• INSTRUCTIONS TO FOLLOW
Scan the data below for the string "excellent". Show every line where it turns up.

Data extracted from a collection:
Start of Block
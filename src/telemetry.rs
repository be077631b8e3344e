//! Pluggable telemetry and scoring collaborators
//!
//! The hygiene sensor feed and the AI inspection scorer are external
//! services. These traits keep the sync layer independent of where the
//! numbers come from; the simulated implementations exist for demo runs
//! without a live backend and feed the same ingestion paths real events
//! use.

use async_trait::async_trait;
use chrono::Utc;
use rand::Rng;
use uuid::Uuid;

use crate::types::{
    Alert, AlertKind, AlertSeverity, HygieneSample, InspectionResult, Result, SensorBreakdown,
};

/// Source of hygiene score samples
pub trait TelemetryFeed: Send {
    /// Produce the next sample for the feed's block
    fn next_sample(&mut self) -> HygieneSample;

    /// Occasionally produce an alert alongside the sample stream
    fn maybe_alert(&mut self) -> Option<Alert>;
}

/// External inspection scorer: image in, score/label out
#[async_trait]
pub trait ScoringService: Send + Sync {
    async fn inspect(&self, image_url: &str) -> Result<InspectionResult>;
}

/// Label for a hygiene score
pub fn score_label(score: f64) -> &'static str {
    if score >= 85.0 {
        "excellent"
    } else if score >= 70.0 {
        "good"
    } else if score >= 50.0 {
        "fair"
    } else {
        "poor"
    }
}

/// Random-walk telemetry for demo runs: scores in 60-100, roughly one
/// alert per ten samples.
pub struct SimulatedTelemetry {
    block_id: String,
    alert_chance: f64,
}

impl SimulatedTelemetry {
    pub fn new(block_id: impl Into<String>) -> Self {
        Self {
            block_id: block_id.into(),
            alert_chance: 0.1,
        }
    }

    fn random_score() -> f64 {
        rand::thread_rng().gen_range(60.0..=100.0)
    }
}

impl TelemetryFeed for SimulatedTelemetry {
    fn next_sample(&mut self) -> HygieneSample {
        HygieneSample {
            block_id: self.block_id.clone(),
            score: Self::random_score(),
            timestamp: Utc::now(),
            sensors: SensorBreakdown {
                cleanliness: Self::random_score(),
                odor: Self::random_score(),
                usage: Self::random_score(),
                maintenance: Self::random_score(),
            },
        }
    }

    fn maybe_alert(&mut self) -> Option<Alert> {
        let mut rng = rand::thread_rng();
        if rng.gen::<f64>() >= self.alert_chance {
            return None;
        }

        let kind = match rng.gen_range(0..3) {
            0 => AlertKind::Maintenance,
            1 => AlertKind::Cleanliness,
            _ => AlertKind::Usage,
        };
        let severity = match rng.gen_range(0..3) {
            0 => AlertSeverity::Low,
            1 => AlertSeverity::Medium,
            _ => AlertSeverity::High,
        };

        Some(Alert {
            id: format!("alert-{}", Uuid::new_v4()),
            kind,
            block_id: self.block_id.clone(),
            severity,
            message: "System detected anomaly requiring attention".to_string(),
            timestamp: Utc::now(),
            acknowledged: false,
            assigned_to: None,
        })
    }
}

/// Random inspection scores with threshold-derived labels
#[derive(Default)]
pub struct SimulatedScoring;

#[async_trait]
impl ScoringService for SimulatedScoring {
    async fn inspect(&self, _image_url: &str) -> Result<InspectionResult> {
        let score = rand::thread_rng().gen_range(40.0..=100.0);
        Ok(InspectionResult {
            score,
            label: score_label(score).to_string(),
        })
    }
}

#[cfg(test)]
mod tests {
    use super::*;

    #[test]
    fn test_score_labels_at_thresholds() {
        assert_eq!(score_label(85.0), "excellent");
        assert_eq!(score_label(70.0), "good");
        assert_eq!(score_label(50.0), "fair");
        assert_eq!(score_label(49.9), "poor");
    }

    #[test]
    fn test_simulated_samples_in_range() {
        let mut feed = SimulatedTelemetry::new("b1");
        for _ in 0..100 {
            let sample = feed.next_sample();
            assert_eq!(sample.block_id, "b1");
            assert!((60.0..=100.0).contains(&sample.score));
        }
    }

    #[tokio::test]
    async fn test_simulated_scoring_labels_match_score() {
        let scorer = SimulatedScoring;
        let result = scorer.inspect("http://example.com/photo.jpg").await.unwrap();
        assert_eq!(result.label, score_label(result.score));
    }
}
End of Block
• YOUR RESPONSE
        "excellent"
        assert_eq!(score_label(85.0), "excellent");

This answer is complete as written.